Bei mir laufen z.B. nur noch zwischen 26-30 Prozesse, und ich habe 264MB zur Verfügung.
Die zu startenden apache przesse habe ich stark einschränken müssen, confixx oder plesk läuft bei mir nicht (ob es laufen würde weiß ich nicht, ich denke schon). Hier mal die dazu gehörenden Einträge in der httpd.conf:

Code: Select all

#MinSpareServers 5
#MaxSpareServers 10
MinSpareServers 1 
MaxSpareServers 2

Das kann natürlich schnell dazu führen, dass der apache bei zu vielen Zugriffen nicht mehr ausliefern kann.

Den ganzen pop3, imap, cyrus dovecot Krempel musste ich deinstallieren/deaktivieren (man sysv-rc-conf).

You get what you payed for: An diesen Satz erinnert mich mein vserver ständig.

[floogy]

[...]

Code: Select all

pstree -apu|grep -A10 apache

Code: Select all

      numothersock                   28                   29                 1440                 1440

ps axu|grep apache|wc -l

Code: Select all

  20071 qmailr    16   0  2688  832  660 S  0.0  0.0   0:00.00 qmail-remote

Hmmm... das kann definitiv nicht stimmen, ich tippe auf einen copy & paste Fehler. Wir können zur Diagnose aber darauf verzichten, da die top-Ausgabe schon die Info lieferte. Übrigens würde bei Dir httpd2 anstelle von apache greifen bezüglich der ps und pstree grep-Suchbegriffe.

Du solltest qmail und apache optimieren, was den Speicherbedarf angeht.
Andererseits hast Du keinerlei failcnts, was dafür spricht, dass es sich um ein anderes Problem handelt.
Schaue bitte in die apache error.log, um mehr über die Umstände zu erfahren.

[cugar]

You get what you payed for: An diesen Satz erinnert mich mein vserver ständig.

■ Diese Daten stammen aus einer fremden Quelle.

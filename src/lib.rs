//! Schema diffing and migration statement generation for PostgreSQL.
//!
//! Two [`ddl::Ddl`] snapshots go in; [`diff::diff`] returns the ordered steps
//! and SQL that turn one into the other. [`push::run`] drives the same diff
//! against a live database.

pub mod config;
pub mod constants;
pub mod db;
pub mod ddl;
pub mod diff;
pub mod error;
pub mod hints;
pub mod progress;
pub mod push;
pub mod render;
pub mod resolver;

pub use ddl::Ddl;
pub use diff::{DiffResult, Mode, diff};
pub use error::DiffError;
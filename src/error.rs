use crate::ddl::EntityKind;
use std::fmt;
use thiserror::Error;

/// Failures that stop a diff before any statement is produced.
#[derive(Debug, Error)]
pub enum DiffError {
    #[error("{0}")]
    Schema(SchemaErrors),

    #[error("refusing to {action} on {table}: {reason}")]
    UnsupportedTransition {
        table: String,
        action: String,
        reason: String,
    },

    #[error("invalid rename declaration '{0}': expected '<old>-><new>'")]
    InvalidRename(String),

    #[error(
        "schema still differs after push ({} statement(s) remain):\n{}",
        .0.len(),
        .0.join("\n")
    )]
    ResidualDiff(Vec<String>),
}

/// One duplicate name found while validating a snapshot.
#[derive(Debug, Clone, PartialEq, Eq)]
pub struct SchemaIssue {
    pub kind: EntityKind,
    /// Where the name must be unique, e.g. `table public.users` or `schema public`.
    pub scope: String,
    pub name: String,
}

impl fmt::Display for SchemaIssue {
    fn fmt(&self, f: &mut fmt::Formatter<'_>) -> fmt::Result {
        write!(f, "duplicate {} name \"{}\" in {}", self.kind, self.name, self.scope)
    }
}

/// Every duplicate found in a snapshot, reported together.
#[derive(Debug, Clone, PartialEq, Eq, Default)]
pub struct SchemaErrors(pub Vec<SchemaIssue>);

impl SchemaErrors {
    pub fn is_empty(&self) -> bool {
        self.0.is_empty()
    }

    pub fn issues(&self) -> &[SchemaIssue] {
        &self.0
    }
}

impl fmt::Display for SchemaErrors {
    fn fmt(&self, f: &mut fmt::Formatter<'_>) -> fmt::Result {
        writeln!(f, "schema has {} naming conflict(s):", self.0.len())?;
        for issue in &self.0 {
            writeln!(f, "  - {}", issue)?;
        }
        Ok(())
    }
}

impl From<SchemaErrors> for DiffError {
    fn from(errors: SchemaErrors) -> Self {
        DiffError::Schema(errors)
    }
}
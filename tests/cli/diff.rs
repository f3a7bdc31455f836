//! End-to-end tests for `pgdelta diff` on snapshot files.

use crate::helpers::builders::{SnapshotBuilder, col};
use anyhow::Result;
use assert_cmd::Command;
use pgdelta::ddl::Ddl;
use predicates::prelude::*;
use std::fs;
use std::path::{Path, PathBuf};
use tempfile::TempDir;

struct Project {
    dir: TempDir,
}

impl Project {
    fn new() -> Result<Self> {
        Ok(Self { dir: TempDir::new()? })
    }

    fn snapshot(&self, name: &str, ddl: &Ddl) -> Result<PathBuf> {
        let path = self.dir.path().join(name);
        fs::write(&path, ddl.to_json()?)?;
        Ok(path)
    }

    fn path(&self) -> &Path {
        self.dir.path()
    }

    /// Runs inside the project directory so no stray pgdelta.yaml is picked up.
    fn command(&self) -> Command {
        let mut cmd = Command::cargo_bin("pgdelta").unwrap();
        cmd.current_dir(self.path()).env_remove("RUST_LOG");
        cmd
    }
}

fn users() -> Ddl {
    SnapshotBuilder::new()
        .table(
            "users",
            vec![col("id", "integer").primary_key(), col("email", "text").not_null()],
        )
        .build()
}

#[test]
fn test_diff_prints_statements() -> Result<()> {
    let project = Project::new()?;
    let from = project.snapshot("from.json", &Ddl::new())?;
    let to = project.snapshot("to.json", &users())?;

    project
        .command()
        .arg("diff")
        .arg("--from")
        .arg(&from)
        .arg("--to")
        .arg(&to)
        .assert()
        .success()
        .stdout(predicate::str::starts_with("CREATE TABLE \"users\" ("));
    Ok(())
}

#[test]
fn test_diff_without_from_starts_empty() -> Result<()> {
    let project = Project::new()?;
    let to = project.snapshot("to.json", &users())?;

    project
        .command()
        .arg("diff")
        .arg("--to")
        .arg(&to)
        .assert()
        .success()
        .stdout(predicate::str::contains("\"email\" text NOT NULL"));
    Ok(())
}

#[test]
fn test_exit_code_reports_differences() -> Result<()> {
    let project = Project::new()?;
    let to = project.snapshot("to.json", &users())?;

    project
        .command()
        .args(["diff", "--exit-code", "--to"])
        .arg(&to)
        .assert()
        .code(1);

    project
        .command()
        .args(["diff", "--exit-code", "--from"])
        .arg(&to)
        .arg("--to")
        .arg(&to)
        .assert()
        .success()
        .stdout(predicate::str::is_empty());
    Ok(())
}

#[test]
fn test_summary_of_identical_snapshots() -> Result<()> {
    let project = Project::new()?;
    let snapshot = project.snapshot("same.json", &users())?;

    project
        .command()
        .args(["diff", "--format", "summary", "--from"])
        .arg(&snapshot)
        .arg("--to")
        .arg(&snapshot)
        .assert()
        .success()
        .stdout(predicate::str::contains("No differences found"));
    Ok(())
}

#[test]
fn test_json_output() -> Result<()> {
    let project = Project::new()?;
    let to = project.snapshot("to.json", &users())?;

    let output = project
        .command()
        .args(["diff", "--format", "json", "--to"])
        .arg(&to)
        .output()?;
    assert!(output.status.success());

    let json: serde_json::Value = serde_json::from_slice(&output.stdout)?;
    let statements = json["sql_statements"].as_array().expect("statement list");
    assert_eq!(statements.len(), 1);
    assert_eq!(json["grouped"].as_array().map(Vec::len), Some(1));
    Ok(())
}

#[test]
fn test_output_file() -> Result<()> {
    let project = Project::new()?;
    let to = project.snapshot("to.json", &users())?;
    let out = project.path().join("plan.sql");

    project
        .command()
        .args(["diff", "--to"])
        .arg(&to)
        .arg("-o")
        .arg(&out)
        .assert()
        .success()
        .stdout(predicate::str::is_empty());

    let written = fs::read_to_string(&out)?;
    assert!(written.starts_with("CREATE TABLE \"users\""));
    assert!(written.ends_with(";\n"));
    Ok(())
}

#[test]
fn test_declared_rename_flag() -> Result<()> {
    let project = Project::new()?;
    let from = project.snapshot("from.json", &users())?;
    let renamed = SnapshotBuilder::new()
        .table(
            "accounts",
            vec![col("id", "integer").primary_key(), col("email", "text").not_null()],
        )
        .build();
    let to = project.snapshot("to.json", &renamed)?;

    project
        .command()
        .args(["diff", "--rename", "public.users->public.accounts", "--from"])
        .arg(&from)
        .arg("--to")
        .arg(&to)
        .assert()
        .success()
        .stdout(predicate::str::contains(
            "ALTER TABLE \"users\" RENAME TO \"accounts\";",
        ))
        .stdout(predicate::str::contains("DROP TABLE").not());
    Ok(())
}

#[test]
fn test_invalid_rename_is_rejected() -> Result<()> {
    let project = Project::new()?;
    let to = project.snapshot("to.json", &users())?;

    project
        .command()
        .args(["diff", "--rename", "public.users", "--to"])
        .arg(&to)
        .assert()
        .failure()
        .stderr(predicate::str::contains("invalid rename declaration"));
    Ok(())
}

#[test]
fn test_renames_from_config_file() -> Result<()> {
    let project = Project::new()?;
    let from = project.snapshot("from.json", &users())?;
    let renamed = SnapshotBuilder::new()
        .table(
            "accounts",
            vec![col("id", "integer").primary_key(), col("email", "text").not_null()],
        )
        .build();
    let to = project.snapshot("to.json", &renamed)?;
    fs::write(
        project.path().join("pgdelta.yaml"),
        "diff:\n  renames:\n    - public.users->public.accounts\n",
    )?;

    project
        .command()
        .args(["diff", "--from"])
        .arg(&from)
        .arg("--to")
        .arg(&to)
        .assert()
        .success()
        .stdout(predicate::str::contains("RENAME TO \"accounts\""));
    Ok(())
}

#[test]
fn test_missing_snapshot_file() -> Result<()> {
    let project = Project::new()?;

    project
        .command()
        .args(["diff", "--to", "absent.json", "--config-file"])
        .arg(project.path().join("none.yaml"))
        .assert()
        .failure()
        .stderr(predicate::str::contains("Failed to read snapshot"));
    Ok(())
}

geht es uns nicht allen so?

und dann haun die noch den suse-dreck drauf........

[Joe User]

und dann haun die noch den suse-dreck drauf

Liber OpenSUSE als Debian oder gar Fedora...

[cugar]

ist zwar jetzt ot:

aber meine rede - debian oder fedora (openSUSE hab ich nocht getestet da ich glaub dass es dem suse ziemlich ähnelt...... *sfg*)

[handeglo]

Du solltest qmail und apache optimieren, was den Speicherbedarf angeht.
Andererseits hast Du keinerlei failcnts, was dafür spricht, dass es sich um ein anderes Problem handelt.
Schaue bitte in die apache error.log, um mehr über die Umstände zu erfahren.

floogy Ich danke dir wie mache ich das ???????????????
ich hab keine ahnung wie man den speicher optimiert
Ich brauche das hier alles nicht ich verwende von dem Server keinen mail und brauche es auch nicht wie schalte ich das hier alles aus ?


noch eins ich hab mal "ps aux" eingegeben dann kommt auch noch mit yahoo email.. diese email kenne ich persönlich gar nicht ... wie mache ich das weg was sind das überhaupt

[floogy]

Dein Server wird als Spam-Schleuder missbraucht. Bitte stoppe qmail sofort!
Wie das geht sagt Dir Google: "Server stoppen <Distributionsname> qmail"
Diese "Aktivität" dürfte auch der Grund für die Webserverausfälle sein!

http://www.rootforum.org/forum/viewtopic.php?t=47596

Du solltest unbedingt Deine Server Logs nach Spuren eines Einbruchs untersuchen. Ich denke jedoch, dass ein "Open Relay" durch eine nicht abgedichtete Mailserverkonfiguration ebenso wahrscheinlich ist.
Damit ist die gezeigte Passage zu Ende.